- Agency plans to audit wealthy Americans using island tax break
- Audits provide cover ahead of meetings with Senate Finance
The IRS is committing more resources to audits of wealthy Americans sheltering billions of dollars in Puerto Rico amid greater congressional scrutiny of the agency’s enforcement activities, following a whistleblower letter that accused the agency of allowing “tax evasion of epic proportions.”
The audit plan is designed to provide senior revenue officials with a feasible tax enforcement narrative ahead of planned meetings with investigators from the Senate Finance Committee and inquiries from members of Congress, an IRS official with direct knowledge of the decision told Bloomberg Tax.

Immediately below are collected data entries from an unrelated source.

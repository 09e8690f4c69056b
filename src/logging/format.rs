//! Display rules for logged headers and bodies.

use http::HeaderMap;
use serde_json::Value;

/// Header names containing any of these terms (case-insensitively) are
/// masked when sanitization is on.
pub const SENSITIVE_HEADER_TERMS: [&str; 6] = [
    "authorization",
    "auth",
    "token",
    "api-key",
    "x-api-key",
    "bearer",
];

/// Characters of a sensitive value kept before the ellipsis.
pub const MASK_PREFIX_CHARS: usize = 10;

/// Replacement for sensitive values too short to show a prefix of.
pub const MASKED_PLACEHOLDER: &str = "[REDACTED]";

/// Longest body shown in a log record, in characters.
pub const MAX_LOGGED_BODY_CHARS: usize = 1000;

/// Returns true if the header name looks like it carries a credential.
#[must_use]
pub fn is_sensitive_header(name: &str) -> bool {
    let lower = name.to_ascii_lowercase();
    SENSITIVE_HEADER_TERMS
        .iter()
        .any(|term| lower.contains(term))
}

/// Masks the value of a sensitive header; other headers pass through.
///
/// A masked value keeps its first 10 characters followed by `...`;
/// values of 10 characters or fewer become [`MASKED_PLACEHOLDER`].
///
/// ```
/// use netcall::logging::sanitize_header_value;
///
/// assert_eq!(
///     sanitize_header_value("Authorization", "Bearer abcdef1234567890"),
///     "Bearer abc..."
/// );
/// assert_eq!(sanitize_header_value("Accept", "text/html"), "text/html");
/// ```
#[must_use]
pub fn sanitize_header_value(name: &str, value: &str) -> String {
    if !is_sensitive_header(name) {
        return value.to_string();
    }

    if value.chars().count() <= MASK_PREFIX_CHARS {
        return MASKED_PLACEHOLDER.to_string();
    }

    let prefix: String = value.chars().take(MASK_PREFIX_CHARS).collect();
    format!("{prefix}...")
}

/// Renders headers as a compact JSON object.
///
/// Repeated header names are joined with `, `.
#[must_use]
pub fn format_headers(headers: &HeaderMap, sanitize: bool) -> String {
    let mut rendered = serde_json::Map::new();

    for name in headers.keys() {
        let joined = headers
            .get_all(name)
            .iter()
            .map(|value| {
                let value = String::from_utf8_lossy(value.as_bytes());
                if sanitize {
                    sanitize_header_value(name.as_str(), &value)
                } else {
                    value.into_owned()
                }
            })
            .collect::<Vec<_>>()
            .join(", ");
        rendered.insert(name.as_str().to_string(), Value::String(joined));
    }

    Value::Object(rendered).to_string()
}

/// Prepares a body for display.
///
/// Empty bodies render as `null`, JSON bodies are compacted, and the
/// result is cut to [`MAX_LOGGED_BODY_CHARS`] characters plus `...`.
#[must_use]
pub fn format_body(body: &str) -> String {
    if body.is_empty() {
        return "null".to_string();
    }

    let compact = serde_json::from_str::<Value>(body)
        .map_or_else(|_| body.to_string(), |value| value.to_string());

    truncate(compact)
}

fn truncate(text: String) -> String {
    match text.char_indices().nth(MAX_LOGGED_BODY_CHARS) {
        Some((cut, _)) => format!("{}...", &text[..cut]),
        None => text,
    }
}
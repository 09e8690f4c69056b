//! netcall: an outbound HTTP client with centralized policy.
//!
//! One [`Client`] issues REST calls with a shared per-call deadline,
//! fixed-delay retries, connection pooling, and request/response logging,
//! all taken from a validated [`ClientConfig`](config::ClientConfig).
//!
//! Use [`Client::new`] for an explicitly owned client, or [`shared`] and
//! [`init`] for a process-wide instance.

mod client;
pub mod config;
pub mod logging;
pub mod payload;
pub mod pipeline;
mod shared;
pub mod time;
pub mod transport;

#[cfg(test)]
mod test_fixtures;

pub use client::{Client, InitError};
pub use pipeline::{CallError, RequestIntent};
pub use shared::{init, shared};
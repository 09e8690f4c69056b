//! Error types for configuration parsing and validation.

use std::path::PathBuf;

use thiserror::Error;

/// Error type for configuration operations.
///
/// Covers validation of [`ClientConfig`](super::ClientConfig), TOML file
/// handling, and parsing of CLI request arguments.
#[derive(Debug, Error)]
pub enum ConfigError {
    /// A duration that must be positive was zero.
    #[error("{field} must be greater than 0")]
    NonPositiveDuration {
        /// Name of the field
        field: &'static str,
    },

    /// A count that must not be negative was negative.
    #[error("{field} cannot be negative")]
    NegativeCount {
        /// Name of the field
        field: &'static str,
    },

    /// A count does not fit the target integer type.
    #[error("{field} is out of range: {value}")]
    CountOutOfRange {
        /// Name of the field
        field: &'static str,
        /// The offending value
        value: i64,
    },

    /// A retryable status code is not a valid HTTP status.
    #[error("Invalid retryable status code {0}")]
    InvalidStatusCode(i64),

    /// Failed to read the configuration file.
    #[error("Failed to read config file '{}': {source}", path.display())]
    FileRead {
        /// Path to the config file
        path: PathBuf,
        /// Underlying I/O error
        #[source]
        source: std::io::Error,
    },

    /// Failed to parse the TOML configuration.
    #[error("Failed to parse TOML config: {0}")]
    TomlParse(#[from] toml::de::Error),

    /// Failed to write configuration file (for init command).
    #[error("Failed to write config file '{}': {source}", path.display())]
    FileWrite {
        /// Path to the config file
        path: PathBuf,
        /// Underlying I/O error
        #[source]
        source: std::io::Error,
    },

    /// Invalid HTTP method.
    #[error("Invalid HTTP method '{0}'")]
    InvalidMethod(String),

    /// Invalid header format.
    #[error("Invalid header format '{value}': expected 'Key=Value' or 'Key: Value'")]
    InvalidHeader {
        /// The invalid header string
        value: String,
    },

    /// Invalid header name.
    #[error("Invalid header name '{name}': {reason}")]
    InvalidHeaderName {
        /// The invalid header name
        name: String,
        /// Reason for invalidity
        reason: String,
    },

    /// Invalid header value.
    #[error("Invalid header value for '{name}': {reason}")]
    InvalidHeaderValue {
        /// The header name
        name: String,
        /// Reason for invalidity
        reason: String,
    },

    /// Invalid query parameter format.
    #[error("Invalid query parameter '{value}': expected 'key=value'")]
    InvalidQuery {
        /// The invalid parameter string
        value: String,
    },

    /// The `--json` argument is not valid JSON.
    #[error("Invalid JSON payload: {0}")]
    InvalidJson(#[source] serde_json::Error),
}

impl ConfigError {
    /// Creates a `NonPositiveDuration` error.
    #[must_use]
    pub const fn non_positive(field: &'static str) -> Self {
        Self::NonPositiveDuration { field }
    }

    /// Creates a `NegativeCount` error.
    #[must_use]
    pub const fn negative(field: &'static str) -> Self {
        Self::NegativeCount { field }
    }
}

The agency, the official said, plans to deploy a team of additional agents and open audits of individuals claiming tax benefits under a Puerto Rico tax perk known as Act 22. The program entices wealthy people to the island with promises of total, or near total, tax exemptions on their income.
The IRS’s effort responds to an anonymous letter from a field agent in Miami blasting the agency for failing to police a brazen pattern of tax evasion under Act 22 that costs the US treasury billions of dollars annually. The IRS’s response to the fraud is “woefully unproductive” and is considered “a clown show” by Americans claiming immunity from US taxes, the letter stated. The allegations were first reported by the New York Times on May 28.
The whistleblower’s letter, media coverage, and pressure from Congress has prompted the IRS to commit resources toward the issue, the IRS official told Bloomberg Tax.
The letter’s recipients included Senate Finance Committee Chair Ron Wyden (D-Ore.) and Ranking Member Mike Crapo (R-Idaho), IRS Commissioner Danny Werfel, a half-dozen senior IRS officials, and the 12 House Democrats who signed a letter to the IRS last year about federal efforts to investigate abuses of the Puerto Rico tax break.
Senate Finance plans to meet with the IRS later this month to discuss tax evasion under Act 22, continuing to build on the public reports and private information the panel has received.
“It appears that a significant number of wealthy tax cheats decided they’d buy some property up in the mountains or on the beach outside of San Juan, visit every once in a while, and abuse Act 22 in a way that rips off taxpayers both in Puerto Rico and on the mainland U.S.,” Wyden said Thursday in an emailed statement. “To this point, they’ve gambled that they could stay ahead of any big enforcement effort, and that approach has paid off for them.”
Wyden said questions around residency need investigating, but he expressed particular concern for whether scofflaws are mischaracterizing income they made in the mainland US as Puerto Rican, to evade what he said were millions or billions of dollars in taxes they legally owe.
“This is about how the rich are avoiding taxes and paying their fair share in the United States, writ large, using Puerto Rico’s colonial status as their loophole in order to do so,” Rep. Alexandria Ocasio-Cortez (D-N.Y.) told reporters on June 5.
Ocasio-Cortez, who signed onto last year’s letter led by Rep. Nydia M. Velázquez (D-N.Y.), said it’s an issue that she has consistently raised with the Biden administration.
“They are behind the ball on this, and it is a failure that must be turned around as soon as possible,” Ocasio-Cortez said.
IRS Cites ‘Ongoing Campaign’
Act 22, enacted in 2012, draws wealthy mainlanders to Puerto Rico with tax exemptions on income, dividends, interest, and capital gains. It was later folded into another program known as Act 60, which offers a corporate tax rate of 4% to businesses located in Puerto Rico that export services performed on the island to clients outside of the territory.
Americans seeking the tax relief, however, must be residents of Puerto Rico and must demonstrate their income is earned on the island. Income and gains sourced from the US are still subject to the federal tax code. More than 5,000 millionaires and billionaires have moved to Puerto Rico, but the island currently has 2,670 active Act 22 agreements, according to the Office of Incentives at the Puerto Rico Department of Economic Development and Commerce.
The IRS has claimed it is closely monitoring abuses of the Act 22 residency, reporting, and sourced income requirements, but the whistleblower letter contends the agency is “lying.”
“There seems to be no appetite to pursue these wealthy, aggressive and arrogant Americans who blatantly use their wealth and privilege as a shield,” the whistleblower wrote.
The IRS prioritized enforcement of tax noncompliance in Puerto Rico three years ago under its Large Business and International Compliance Campaign through examinations, outreach, and soft letters—informal notifications alerting taxpayers to a potential compliance problem. According to the whistleblower letter fewer than 20 inquiries have been made—less than 1% of all known Act 22 beneficiaries—and no soft letters or assessments have been issued.
An IRS spokesperson declined an opportunity to comment beyond a statement released last week, saying the agency has “an ongoing campaign with active audits underway reviewing taxpayers who have potentially claimed benefits through Puerto Rico Act 22 without meeting the U.S. tax code’s residency requirements.”